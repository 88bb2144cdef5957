pub mod frame;
pub mod sprites;

use crate::combat::Battle;
use crate::geometry::Point;
use crate::player::Player;
use crate::world::{RoomId, World};

use frame::{Color, Frame};
use sprites::{SCREEN, draw_chest, draw_door, draw_health_bar, draw_prop, draw_room_shape};

/// One exploration frame: scenery, wild NPCs, the player and companions, then HUD.
pub fn render_room(world: &World, room_id: RoomId, player: &Player, hint: Option<&str>) -> Frame {
    let mut frame = Frame::new();
    let room = world.room(room_id);

    frame.fill(SCREEN, Color::BLACK);
    draw_room_shape(&mut frame, room.shape);

    for door in &room.doors {
        draw_door(&mut frame, door, &world.room(door.to).name);
    }
    for chest in &room.chests {
        draw_chest(&mut frame, chest);
    }
    for prop in &room.props {
        draw_prop(&mut frame, prop);
    }

    for (_, npc) in world.npcs_in(room_id).filter(|(_, n)| n.is_wild()) {
        npc.persona.draw(&mut frame, npc.pos);
        let color = if npc.enemy { Color::RED } else { Color::WHITE };
        frame.text(npc.pos.offset(-8, -64), npc.name.as_str(), color);
    }

    // Companions trail behind, so draw them under the player.
    for &id in player.party.members().iter().rev() {
        let npc = world.npc(id);
        npc.persona.draw(&mut frame, npc.pos);
    }
    player.persona().draw(&mut frame, player.pos);
    frame.text(player.pos.offset(-8, -64), player.name.as_str(), Color::CYAN);

    frame.text(Point::new(10, 10), room.name.as_str(), Color::WHITE);
    frame.text(Point::new(10, 430), "(i)nventory", Color::WHITE);
    frame.text(Point::new(10, 445), "(p)arty", Color::WHITE);
    if let Some(hint) = hint {
        frame.text(Point::new(10, 460), hint, Color::YELLOW);
    }
    frame
}

/// One battle frame: every living combatant with a name and a health bar.
pub fn render_battle(battle: &Battle) -> Frame {
    let mut frame = Frame::new();
    frame.fill(SCREEN, Color::BLACK);
    for c in battle.combatants().iter().filter(|c| c.is_alive()) {
        c.persona.draw(&mut frame, c.pos);
        draw_health_bar(&mut frame, c.pos, c.hp, c.max_hp);
        frame.text(
            c.pos.offset(-20, 8),
            format!("{} {}/{}", c.name, c.hp, c.max_hp),
            Color::WHITE,
        );
    }
    frame
}

#[cfg(test)]
mod tests {
    use super::*;
    use crate::catalog::ClassId;
    use crate::world::{BUNDLED_WORLD, load_world_from_str};

    #[test]
    fn hud_names_the_room_and_hint() {
        let world = load_world_from_str(BUNDLED_WORLD).unwrap();
        let player = Player::new("Tav", ClassId::Mage, world.spawn);
        let frame = render_room(&world, world.start_room, &player, Some("sp(e)ak"));
        let texts: Vec<&str> = frame.texts().collect();
        assert!(texts.contains(&"Pod Room"));
        assert!(texts.contains(&"(i)nventory"));
        assert!(texts.contains(&"(p)arty"));
        assert!(texts.contains(&"sp(e)ak"));
        assert!(texts.contains(&"Corridor"));
    }

    #[test]
    fn battle_frame_labels_every_combatant() {
        let world = load_world_from_str(BUNDLED_WORLD).unwrap();
        let player = Player::new("Tav", ClassId::Fighter, world.spawn);
        let imp = world.npc_by_key("imp_1").unwrap();
        let battle = crate::combat::line_up(&world, &player, &[imp]);
        let frame = render_battle(&battle);
        assert_eq!(frame.texts().count(), 2);
    }
}
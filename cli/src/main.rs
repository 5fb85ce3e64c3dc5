use anyhow::{Context, Result};
use clap::Parser;
use image::{ImageFormat, RgbImage};
use log::{debug, info, warn};
use std::io::Cursor;
use std::path::{Path, PathBuf};
use trimosaic::{Config, Distribution, Mosaic, Pass, Point};

#[derive(Parser)]
#[command(about = "Render Delaunay and furthest-site Delaunay mosaics of an image")]
pub struct Options {
    #[arg(long, short)]
    input: PathBuf,

    /// Standard Delaunay mosaic
    #[arg(long, short, default_value = "delaunay_art.png")]
    output: PathBuf,

    /// Furthest-site mosaic, defaults to `<output>_furthest.png`
    #[arg(long)]
    furthest_output: Option<PathBuf>,

    #[arg(long, short, default_value = "1000")]
    num_points: usize,

    /// random (0) or uniform (1)
    #[arg(long, short, default_value = "random")]
    distribution: Distribution,

    #[arg(long)]
    seed: Option<u64>,

    /// Write original and both mosaics side by side
    #[arg(long)]
    comparison: Option<PathBuf>,

    /// Dump the sampled points as JSON
    #[arg(long)]
    points_json: Option<PathBuf>,
}

fn furthest_path(output: &Path) -> PathBuf {
    let stem = output
        .file_stem()
        .map(|s| s.to_string_lossy().into_owned())
        .unwrap_or_else(|| "delaunay_art".to_string());

    output.with_file_name(format!("{stem}_furthest.png"))
}

/// An output file, fully encoded before anything touches the disk.
struct Output {
    path: PathBuf,
    data: Vec<u8>,
}

impl Output {
    fn image(image: &RgbImage, path: &Path) -> Result<Self> {
        let format = ImageFormat::from_path(path)
            .with_context(|| format!("Unsupported output format {}", path.display()))?;
        let mut data = Vec::new();
        image
            .write_to(&mut Cursor::new(&mut data), format)
            .with_context(|| format!("Failed to encode {}", path.display()))?;

        Ok(Output {
            path: path.to_path_buf(),
            data,
        })
    }

    fn points(points: &[Point], path: &Path) -> Result<Self> {
        Ok(Output {
            path: path.to_path_buf(),
            data: serde_json::to_vec(points)?,
        })
    }
}

/// Write all outputs or none: files already written are removed again if a later one fails.
fn write_all(outputs: &[Output]) -> Result<()> {
    for (index, output) in outputs.iter().enumerate() {
        if let Err(err) = std::fs::write(&output.path, &output.data) {
            for written in &outputs[..index] {
                if let Err(err) = std::fs::remove_file(&written.path) {
                    warn!("Failed to remove {}: {}", written.path.display(), err);
                }
            }

            return Err(err).with_context(|| format!("Failed to write {}", output.path.display()));
        }

        info!("Result saved at {}", output.path.display());
    }

    Ok(())
}

fn report(name: &str, pass: &Pass) {
    info!("{} triangulation: {} triangles", name, pass.triangulation.len());
}

fn main() -> Result<()> {
    env_logger::init();

    let opt = Options::parse();

    let config = Config {
        num_points: opt.num_points,
        distribution: opt.distribution,
        seed: opt.seed,
    };
    config.validate()?;

    let img = image::open(&opt.input)
        .with_context(|| format!("Failed to open {}", opt.input.display()))?
        .to_rgb8();
    let (width, height) = img.dimensions();
    info!("Loaded {}x{} image", width, height);

    info!(
        "Sample {} points with {} distribution",
        config.num_points, config.distribution
    );
    let mosaic = Mosaic::generate(&img, &config)?;
    info!("Generated {} points", mosaic.points.len());
    debug!("Points: {:?}", mosaic.points);

    report("Delaunay", &mosaic.nearest);
    report("Furthest-site Delaunay", &mosaic.furthest);

    let furthest_output = opt
        .furthest_output
        .clone()
        .unwrap_or_else(|| furthest_path(&opt.output));

    let mut outputs = vec![
        Output::image(&mosaic.nearest.image, &opt.output)?,
        Output::image(&mosaic.furthest.image, &furthest_output)?,
    ];

    if let Some(path) = &opt.comparison {
        outputs.push(Output::image(&mosaic.comparison(&img), path)?);
    }

    if let Some(path) = &opt.points_json {
        outputs.push(Output::points(&mosaic.points, path)?);
    }

    write_all(&outputs)
}
use serde::{Deserialize, Serialize};
use std::fmt;
use std::ops::Sub;
use voronator::delaunator;

#[derive(Copy, Clone, Serialize, Deserialize)]
pub struct Point {
    pub x: f64,
    pub y: f64,
}

impl Point {
    pub fn new(x: f64, y: f64) -> Self {
        Point { x, y }
    }

    pub fn distance_squared(&self, other: &Self) -> f64 {
        let xs = self.x - other.x;
        let ys = self.y - other.y;
        (xs * xs) + (ys * ys)
    }

    /// Z component of `(b - a) × (c - a)`. Positive if `a`, `b`, `c` turn counter-clockwise in a
    /// y-up frame.
    pub fn cross(a: &Self, b: &Self, c: &Self) -> f64 {
        (b.x - a.x) * (c.y - a.y) - (b.y - a.y) * (c.x - a.x)
    }

    pub fn is_finite(&self) -> bool {
        self.x.is_finite() && self.y.is_finite()
    }
}

impl fmt::Debug for Point {
    fn fmt(&self, f: &mut fmt::Formatter<'_>) -> fmt::Result {
        f.debug_struct("Point")
            .field("x", &self.x)
            .field("y", &self.y)
            .finish()
    }
}

impl Sub for Point {
    type Output = Self;

    fn sub(self, other: Self) -> Self {
        Point::new(self.x - other.x, self.y - other.y)
    }
}

impl From<&Point> for delaunator::Point {
    fn from(p: &Point) -> Self {
        delaunator::Point { x: p.x, y: p.y }
    }
}

impl PartialEq for Point {
    fn eq(&self, other: &Self) -> bool {
        self.distance_squared(other) < 0.00001 * 0.00001
    }
}
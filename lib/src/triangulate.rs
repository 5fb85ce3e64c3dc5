use crate::point::Point;
use crate::{Error, Result};
use serde::{Deserialize, Serialize};
use voronator::delaunator;

/// Which Delaunay rule builds the triangles.
#[derive(Copy, Clone, Debug, PartialEq, Eq, Serialize, Deserialize)]
#[serde(rename_all = "lowercase")]
pub enum Site {
    /// Standard Delaunay triangulation: no point lies inside any circumcircle.
    Nearest,
    /// Furthest-site Delaunay triangulation: every circumcircle encloses all points. Only convex
    /// hull vertices take part.
    Furthest,
}

/// Three distinct indices into the point set the triangle was built from.
#[derive(Copy, Clone, Debug, PartialEq, Eq, Serialize, Deserialize)]
pub struct Triangle(pub [usize; 3]);

impl Triangle {
    /// Look up the vertex coordinates. An index outside `points` means the triangle belongs to a
    /// different point set.
    pub fn vertices(&self, points: &[Point]) -> Result<[Point; 3]> {
        let lookup = |index: usize| {
            points.get(index).copied().ok_or(Error::IndexConsistency {
                index,
                len: points.len(),
            })
        };

        Ok([lookup(self.0[0])?, lookup(self.0[1])?, lookup(self.0[2])?])
    }

    /// Unsigned area, zero for degenerate triangles.
    pub fn area(&self, points: &[Point]) -> Result<f64> {
        let [a, b, c] = self.vertices(points)?;
        Ok(Point::cross(&a, &b, &c).abs() / 2.0)
    }
}

#[derive(Clone, Debug)]
pub struct Triangulation {
    pub site: Site,
    pub triangles: Vec<Triangle>,
}

impl Triangulation {
    pub fn len(&self) -> usize {
        self.triangles.len()
    }

    pub fn is_empty(&self) -> bool {
        self.triangles.is_empty()
    }

    /// Sum of all triangle areas.
    pub fn area(&self, points: &[Point]) -> Result<f64> {
        self.triangles.iter().map(|t| t.area(points)).sum()
    }
}

/// Triangulate `points` under the given rule.
///
/// Both rules tile the convex hull of `points`. Fails with [`Error::DegenerateGeometry`] unless
/// the set contains at least three non-collinear points.
pub fn triangulate(points: &[Point], site: Site) -> Result<Triangulation> {
    let degenerate = || Error::DegenerateGeometry {
        points: points.len(),
    };

    if points.iter().any(|p| !p.is_finite()) {
        return Err(degenerate());
    }

    // delaunator cannot seed a triangle when every point coincides
    match points.first() {
        Some(first) if points.iter().any(|p| p != first) => {}
        _ => return Err(degenerate()),
    }

    let input = points
        .iter()
        .map(delaunator::Point::from)
        .collect::<Vec<_>>();

    let delaunay = delaunator::triangulate(&input).ok_or_else(degenerate)?;

    let triangles = match site {
        Site::Nearest => delaunay
            .triangles
            .chunks_exact(3)
            .map(|t| Triangle([t[0], t[1], t[2]]))
            .collect::<Vec<_>>(),
        Site::Furthest => furthest_site(points, &delaunay.hull),
    };

    if triangles.is_empty() {
        return Err(degenerate());
    }

    Ok(Triangulation { site, triangles })
}

/// Positive if `p` lies strictly inside the circumcircle of `a`, `b`, `c`, negative if outside,
/// independent of the winding of `a`, `b`, `c`.
fn in_circle(a: &Point, b: &Point, c: &Point, p: &Point) -> f64 {
    let d = *a - *p;
    let e = *b - *p;
    let f = *c - *p;

    let ap = d.x * d.x + d.y * d.y;
    let bp = e.x * e.x + e.y * e.y;
    let cp = f.x * f.x + f.y * f.y;

    let det = d.x * (e.y * cp - bp * f.y) - d.y * (e.x * cp - bp * f.x) + ap * (e.x * f.y - e.y * f.x);

    det * Point::cross(a, b, c).signum()
}

/// Hull vertices with the ones lying on a straight hull edge removed.
fn strictly_convex(points: &[Point], hull: &[usize]) -> Vec<usize> {
    let n = hull.len();

    if n < 3 {
        return hull.to_vec();
    }

    (0..n)
        .filter(|&i| {
            let prev = &points[hull[(i + n - 1) % n]];
            let next = &points[hull[(i + 1) % n]];
            Point::cross(prev, &points[hull[i]], next) != 0.0
        })
        .map(|i| hull[i])
        .collect()
}

/// Triangulate the convex hull so that every circumcircle contains all hull vertices.
///
/// Starting from a hull edge, the apex over a chord is the chain vertex seen under the smallest
/// angle, i.e. the one whose circle through the chord no other chain vertex escapes. Each chord then
/// splits the chain in two.
fn furthest_site(points: &[Point], hull: &[usize]) -> Vec<Triangle> {
    let polygon = strictly_convex(points, hull);

    if polygon.len() < 3 {
        return Vec::new();
    }

    let mut triangles = Vec::with_capacity(polygon.len() - 2);
    let mut chords = vec![(0, polygon.len() - 1)];

    while let Some((lo, hi)) = chords.pop() {
        if hi - lo < 2 {
            continue;
        }

        let a = &points[polygon[lo]];
        let b = &points[polygon[hi]];
        let mut apex = lo + 1;

        for candidate in lo + 2..hi {
            if in_circle(a, b, &points[polygon[apex]], &points[polygon[candidate]]) < 0.0 {
                apex = candidate;
            }
        }

        triangles.push(Triangle([polygon[lo], polygon[apex], polygon[hi]]));
        chords.push((lo, apex));
        chords.push((apex, hi));
    }

    triangles
}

= = = =

Nothing but the lines above from the one containing "for degenerate triangles." through the one containing "Triangle([t[0], t[1], t[2]]))" should appear in the answer, each repeated exactly.

→ ANSWER TO THIS TASK
    /// Unsigned area, zero for degenerate triangles.
    pub fn area(&self, points: &[Point]) -> Result<f64> {
        let [a, b, c] = self.vertices(points)?;
        Ok(Point::cross(&a, &b, &c).abs() / 2.0)
    }
}

#[derive(Clone, Debug)]
pub struct Triangulation {
    pub site: Site,
    pub triangles: Vec<Triangle>,
}

impl Triangulation {
    pub fn len(&self) -> usize {
        self.triangles.len()
    }

    pub fn is_empty(&self) -> bool {
        self.triangles.is_empty()
    }

    /// Sum of all triangle areas.
    pub fn area(&self, points: &[Point]) -> Result<f64> {
        self.triangles.iter().map(|t| t.area(points)).sum()
    }
}

/// Triangulate `points` under the given rule.
///
/// Both rules tile the convex hull of `points`. Fails with [`Error::DegenerateGeometry`] unless
/// the set contains at least three non-collinear points.
pub fn triangulate(points: &[Point], site: Site) -> Result<Triangulation> {
    let degenerate = || Error::DegenerateGeometry {
        points: points.len(),
    };

    if points.iter().any(|p| !p.is_finite()) {
        return Err(degenerate());
    }

    // delaunator cannot seed a triangle when every point coincides
    match points.first() {
        Some(first) if points.iter().any(|p| p != first) => {}
        _ => return Err(degenerate()),
    }

    let input = points
        .iter()
        .map(delaunator::Point::from)
        .collect::<Vec<_>>();

    let delaunay = delaunator::triangulate(&input).ok_or_else(degenerate)?;

    let triangles = match site {
        Site::Nearest => delaunay
            .triangles
            .chunks_exact(3)
            .map(|t| Triangle([t[0], t[1], t[2]]))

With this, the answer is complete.